* **Work item**
The answer required is how many lines of the following entries contain the word "Debug", with no other words.

■ ■ ■ ■ ■ ■ ■

// Copyright 2025 the Runebender Xilem Authors
// SPDX-License-Identifier: Apache-2.0

//! Central application state (`AppState`) that drives the Xilem reactive UI.
//!
//! `AppState` owns the strategy store, the measured drawing surface, the
//! export session and window metadata. Every UI rebuild reads from
//! `AppState`; mutations happen in event callbacks. Sub-modules split the
//! methods by domain: strategy editing and image export.

mod editing;
mod export;
mod store;

pub use store::StrategyStore;

use crate::export::{DialogSaver, ExportSession, ImageSaver, SurfaceHandle};
use xilem::WindowId;

/// Severity of a status notice
#[derive(Debug, Clone, Copy, PartialEq, Eq)]
pub enum NoticeKind {
    Loading,
    Info,
    Success,
    Error,
}

/// Status line shown under the export buttons
#[derive(Debug, Clone, PartialEq, Eq)]
pub struct Notice {
    pub kind: NoticeKind,
    pub message: String,
}

impl Notice {
    pub fn new(kind: NoticeKind, message: impl Into<String>) -> Self {
        Self {
            kind,
            message: message.into(),
        }
    }
}

/// Main application state
pub struct AppState {
    /// The editable strategy
    pub store: StrategyStore,

    /// Drawing surface, once the canvas has been laid out
    pub surface: Option<SurfaceHandle>,

    /// Overlay and capture sequencing for downloads
    pub export: ExportSession,

    /// Latest export status
    pub notice: Option<Notice>,

    /// Text of the custom overs input, which may not parse
    pub custom_overs_input: String,

    /// Where downloads are written
    saver: Box<dyn ImageSaver + Send + Sync>,

    /// Whether the app should keep running
    pub running: bool,

    /// Main window ID (stable across rebuilds to prevent window
    /// recreation)
    pub main_window_id: WindowId,
}

impl AppState {
    /// Create the state for a fresh session
    pub fn new() -> Self {
        Self::with_saver(Box::new(DialogSaver))
    }

    /// Create the state with a custom download destination
    pub fn with_saver(saver: Box<dyn ImageSaver + Send + Sync>) -> Self {
        Self {
            store: StrategyStore::default(),
            surface: None,
            export: ExportSession::new(),
            notice: None,
            custom_overs_input: String::new(),
            saver,
            running: true,
            main_window_id: WindowId::next(),
        }
    }

    /// Whether the canvas should draw the export overlay
    pub fn overlay_visible(&self) -> bool {
        self.export.overlay_visible()
    }
}

/// Implement the Xilem AppState trait
impl xilem::AppState for AppState {
    fn keep_running(&self) -> bool {
        self.running
    }
}

impl Default for AppState {
    fn default() -> Self {
        Self::new()
    }
}
// Copyright 2025 the Runebender Xilem Authors
// SPDX-License-Identifier: Apache-2.0

//! Text layout shared by the on-screen painter and the export rasterizer

use kurbo::Vec2;
use masonry::core::{BrushIndex, StyleProperty};
use parley::{
    Alignment, AlignmentOptions, FontContext, FontFamily, FontStack, FontStyle, FontWeight,
    GenericFamily, Layout, LayoutContext,
};

use crate::field::{TextAlign, TextItem};

/// Offset of the soft shadow drawn behind overlay text
pub const TEXT_SHADOW_OFFSET: Vec2 = Vec2::new(1.0, 1.0);

/// Owns the font and layout contexts so repeated layouts reuse font data
pub struct TextLayouter {
    font_cx: FontContext,
    layout_cx: LayoutContext<BrushIndex>,
}

impl TextLayouter {
    pub fn new() -> Self {
        Self {
            font_cx: FontContext::default(),
            layout_cx: LayoutContext::new(),
        }
    }

    /// Lay out one text item, wrapped and aligned as the item asks
    ///
    /// The single brush slot is `BrushIndex(0)`; painters supply the color.
    pub fn layout(&mut self, item: &TextItem) -> Layout<BrushIndex> {
        let text = item.content.as_str();
        let mut builder = self
            .layout_cx
            .ranged_builder(&mut self.font_cx, text, 1.0, false);
        builder.push_default(StyleProperty::FontSize(item.font_size as f32));
        builder.push_default(StyleProperty::FontStack(FontStack::Single(
            FontFamily::Generic(GenericFamily::SansSerif),
        )));
        builder.push_default(StyleProperty::Brush(BrushIndex(0)));
        if item.bold {
            builder.push_default(StyleProperty::FontWeight(FontWeight::BOLD));
        }
        if item.italic {
            builder.push_default(StyleProperty::FontStyle(FontStyle::Italic));
        }

        let mut layout = builder.build(text);
        let wrap_width = item.wrap_width.map(|w| w as f32);
        layout.break_all_lines(wrap_width);
        let alignment = match item.align {
            TextAlign::Start => Alignment::Start,
            TextAlign::Center => Alignment::Center,
        };
        layout.align(wrap_width, alignment, AlignmentOptions::default());
        layout
    }
}

impl Default for TextLayouter {
    fn default() -> Self {
        Self::new()
    }
}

■ ■ ■ ■ ■ ■ ■

* **Written solution**
2